I think we made a little progress with Amy's medical team yesterday.

First, we got a wink and a nod from the doc to give Amy a break from her "feedbag". We're not going off it completely for a number of reasons, but I think we all agreed that perhaps being tethered to that thing for 14 hours a day might be taking a toll on her mental health, and that can't be good for her physical health.

After only one day of freedom Amy's mood has improved.

Second, I get to fire someone.

I am not really in a position at work where I have to fire people, I'm thankful for that...sort of the same reason I'm thankful I'm not into guns. I fear if I had a gun I'd find too many tempting targets.

I'm not against people having guns, but I shouldn't be one of them. I usually shouldn't have the authority to fire people either.

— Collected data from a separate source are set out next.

//! HTTP request handlers

use axum::{
    extract::{Path, Query, State},
    Json,
};
use serde::{Deserialize, Serialize};
use tracing::info;

use super::{ApiResult, AppState};
use crate::error::{Error, Result};
use crate::service::PlayRequest;

// ============================================================================
// Request/Response Types
// ============================================================================

#[derive(Debug, Serialize)]
pub struct HealthResponse {
    status: String,
    module: String,
    version: String,
    port: u16,
}

#[derive(Debug, Deserialize)]
pub struct SearchParams {
    query: Option<String>,
}

#[derive(Debug, Serialize)]
pub struct QueueResponse {
    /// Sounds waiting behind the one playing
    pending: usize,
    playing: bool,
}

/// Required, non-empty query parameter
fn required<'a>(value: &'a Option<String>, name: &str) -> Result<&'a str> {
    value
        .as_deref()
        .map(str::trim)
        .filter(|v| !v.is_empty())
        .ok_or_else(|| Error::BadRequest(format!("missing query parameter '{}'", name)))
}

// ============================================================================
// Health Endpoint
// ============================================================================

/// GET /health - Health check endpoint
pub async fn health(State(state): State<AppState>) -> Json<HealthResponse> {
    Json(HealthResponse {
        status: "ok".to_string(),
        module: "mist-ap".to_string(),
        version: env!("CARGO_PKG_VERSION").to_string(),
        port: state.port,
    })
}

// ============================================================================
// Catalog Endpoints
// ============================================================================

/// GET /api/v1/search?query=
pub async fn search(
    State(state): State<AppState>,
    Query(params): Query<SearchParams>,
) -> ApiResult<String> {
    let query = required(&params.query, "query")?;
    Ok(state.service.search(query).await)
}

/// GET /api/v1/categories
pub async fn categories(State(state): State<AppState>) -> String {
    state.service.categories()
}

/// GET /api/v1/categories/:name
pub async fn browse(State(state): State<AppState>, Path(name): Path<String>) -> String {
    state.service.browse(&name).await
}

/// GET /api/v1/trending
pub async fn trending(State(state): State<AppState>) -> String {
    state.service.trending().await
}

/// GET /api/v1/best
pub async fn best_of_all_time(State(state): State<AppState>) -> String {
    state.service.best_of_all_time().await
}

/// GET /api/v1/sounds/:slug
pub async fn sound_details(State(state): State<AppState>, Path(slug): Path<String>) -> String {
    state.service.sound_details(Some(&slug), None).await
}

// ============================================================================
// Playback Endpoints
// ============================================================================

/// POST /api/v1/play
pub async fn play(State(state): State<AppState>, Json(req): Json<PlayRequest>) -> String {
    info!(
        "Play request: slug={:?} url={:?} query={:?} wait={:?}",
        req.slug, req.url, req.query, req.wait
    );
    state.service.play_sound(req).await
}

/// GET /api/v1/queue
pub async fn queue_status(State(state): State<AppState>) -> Json<QueueResponse> {
    let queue = state.service.queue();
    Json(QueueResponse {
        pending: queue.len().await,
        playing: queue.is_playing().await,
    })
}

I'm a firm believer though that judicious firing has a place in this world. Tomorrow, or perhaps Monday, I'm going to visit the office of the pain specialist Amy went to see last week. I wasn't with Amy for that appointment but she came home feeling like she had been beaten up. The doctor made a variety of comments making it clear she really had not bothered to find out about Amy's case (although the surgeon assures me he called her personally); she treated Amy with a distinct lack of respect and a high degree of condescension. Basically, this specialist has lost all sense of compassion. I suppose dealing with people who are in chronic pain will tend to make you jaded, but it was not what Amy needed at all. Amy was extremely upset; I was furious. We had to wait nearly 6 weeks for that appointment.

After talking with Amy, the surgeon, and a physicians assistant we all agreed that doctor was not right for Amy. The surgeon has already pulled some strings to get Amy into see another doctor next week whom he describes as caring. I remember when I thought all doctors had that quality.

We could simply tear up the prescription the other doctor wrote and never call her back, but I don't think that sends the right message. I think too many people in positions of authority forget who their bosses are...I want to remind this woman, or at least her office staff that even though she may be a doctor, her bosses are her patients.

I plan to go in and politely return the prescription, ask for a receipt, and then ask that the doctor be informed that, "Mrs. Amy Main has decided that the doctor should be fired. We will no longer be in need of her services." I might even add, "But we wish her well in her future endeavors."

I'll probably only make the office staff giggle; perhaps the message will never get to the snooty doctor, but it'll make me feel seems to do wonders for Donald Trump.